SOURCE INFORMATION -
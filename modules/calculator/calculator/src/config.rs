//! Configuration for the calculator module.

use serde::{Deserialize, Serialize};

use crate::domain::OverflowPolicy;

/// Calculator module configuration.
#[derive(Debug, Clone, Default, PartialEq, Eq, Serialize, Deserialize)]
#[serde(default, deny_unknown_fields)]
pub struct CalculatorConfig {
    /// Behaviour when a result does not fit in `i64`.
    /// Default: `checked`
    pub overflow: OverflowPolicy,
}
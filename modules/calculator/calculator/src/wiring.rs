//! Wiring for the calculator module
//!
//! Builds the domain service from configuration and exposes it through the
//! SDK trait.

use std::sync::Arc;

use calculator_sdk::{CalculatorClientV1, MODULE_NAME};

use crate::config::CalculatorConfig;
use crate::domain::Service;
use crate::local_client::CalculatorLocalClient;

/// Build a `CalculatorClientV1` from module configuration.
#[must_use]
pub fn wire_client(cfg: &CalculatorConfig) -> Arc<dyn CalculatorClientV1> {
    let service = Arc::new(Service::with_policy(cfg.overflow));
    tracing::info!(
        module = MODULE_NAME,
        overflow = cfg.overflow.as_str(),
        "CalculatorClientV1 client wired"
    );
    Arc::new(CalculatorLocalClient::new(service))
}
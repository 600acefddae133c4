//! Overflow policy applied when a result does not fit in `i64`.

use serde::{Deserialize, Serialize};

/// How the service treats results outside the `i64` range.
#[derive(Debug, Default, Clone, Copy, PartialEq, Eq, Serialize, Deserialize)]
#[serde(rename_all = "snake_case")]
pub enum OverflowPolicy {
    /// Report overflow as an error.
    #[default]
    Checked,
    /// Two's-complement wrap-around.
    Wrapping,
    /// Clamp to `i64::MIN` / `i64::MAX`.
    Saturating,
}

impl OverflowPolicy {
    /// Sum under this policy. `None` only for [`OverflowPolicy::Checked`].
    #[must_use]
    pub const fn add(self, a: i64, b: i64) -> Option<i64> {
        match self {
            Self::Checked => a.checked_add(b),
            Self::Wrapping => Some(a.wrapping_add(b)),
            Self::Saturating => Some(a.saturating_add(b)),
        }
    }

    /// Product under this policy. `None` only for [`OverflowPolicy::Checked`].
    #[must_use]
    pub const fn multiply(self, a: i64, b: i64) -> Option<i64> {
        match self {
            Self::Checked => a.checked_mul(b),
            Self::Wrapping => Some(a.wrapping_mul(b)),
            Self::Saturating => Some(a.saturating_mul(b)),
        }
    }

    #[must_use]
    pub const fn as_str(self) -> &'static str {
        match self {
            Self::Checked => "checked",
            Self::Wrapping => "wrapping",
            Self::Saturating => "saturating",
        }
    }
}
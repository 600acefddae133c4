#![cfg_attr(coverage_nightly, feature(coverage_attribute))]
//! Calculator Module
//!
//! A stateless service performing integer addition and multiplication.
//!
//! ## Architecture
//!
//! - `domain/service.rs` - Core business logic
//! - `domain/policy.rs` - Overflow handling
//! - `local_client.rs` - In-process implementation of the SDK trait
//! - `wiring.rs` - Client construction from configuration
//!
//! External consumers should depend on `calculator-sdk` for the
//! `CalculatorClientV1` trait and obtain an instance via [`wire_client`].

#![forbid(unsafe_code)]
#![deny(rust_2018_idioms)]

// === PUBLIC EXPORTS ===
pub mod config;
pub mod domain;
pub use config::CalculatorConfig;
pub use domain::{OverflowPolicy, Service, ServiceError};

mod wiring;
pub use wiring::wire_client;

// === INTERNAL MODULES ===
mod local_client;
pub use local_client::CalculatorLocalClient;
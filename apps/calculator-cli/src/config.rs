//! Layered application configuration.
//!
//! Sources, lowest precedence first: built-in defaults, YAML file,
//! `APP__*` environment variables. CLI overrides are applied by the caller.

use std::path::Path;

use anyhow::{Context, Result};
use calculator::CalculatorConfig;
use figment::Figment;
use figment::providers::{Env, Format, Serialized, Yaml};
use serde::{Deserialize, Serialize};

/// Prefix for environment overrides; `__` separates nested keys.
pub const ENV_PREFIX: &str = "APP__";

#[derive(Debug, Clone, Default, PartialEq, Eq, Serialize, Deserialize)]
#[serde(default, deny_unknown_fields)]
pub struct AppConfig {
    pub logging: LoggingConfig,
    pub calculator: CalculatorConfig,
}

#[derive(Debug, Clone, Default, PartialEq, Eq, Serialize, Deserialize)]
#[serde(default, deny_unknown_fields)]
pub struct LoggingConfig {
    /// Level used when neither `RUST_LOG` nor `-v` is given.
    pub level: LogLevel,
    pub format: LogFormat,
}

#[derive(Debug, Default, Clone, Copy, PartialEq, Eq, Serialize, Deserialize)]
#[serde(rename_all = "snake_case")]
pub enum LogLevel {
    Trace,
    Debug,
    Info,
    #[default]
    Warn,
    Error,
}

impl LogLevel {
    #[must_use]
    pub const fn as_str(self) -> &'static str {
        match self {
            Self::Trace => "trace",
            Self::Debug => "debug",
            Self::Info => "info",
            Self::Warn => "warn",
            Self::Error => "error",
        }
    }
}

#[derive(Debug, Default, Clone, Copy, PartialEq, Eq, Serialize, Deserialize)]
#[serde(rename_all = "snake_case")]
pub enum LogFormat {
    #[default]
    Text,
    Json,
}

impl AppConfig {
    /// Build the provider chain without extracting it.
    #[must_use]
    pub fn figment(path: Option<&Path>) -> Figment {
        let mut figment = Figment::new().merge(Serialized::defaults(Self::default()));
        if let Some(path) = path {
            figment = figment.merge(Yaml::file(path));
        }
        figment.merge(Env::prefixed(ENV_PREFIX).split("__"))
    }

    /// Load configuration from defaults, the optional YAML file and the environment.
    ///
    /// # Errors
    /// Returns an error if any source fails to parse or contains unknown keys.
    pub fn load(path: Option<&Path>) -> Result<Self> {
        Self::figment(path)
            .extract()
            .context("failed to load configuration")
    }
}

HOW TO COMPLETE THIS TASK -
If a line above holds the string "under", copy it out.

RESPONSE BOX -
    /// Sum under this policy. `None` only for [`OverflowPolicy::Checked`].
    /// Product under this policy. `None` only for [`OverflowPolicy::Checked`].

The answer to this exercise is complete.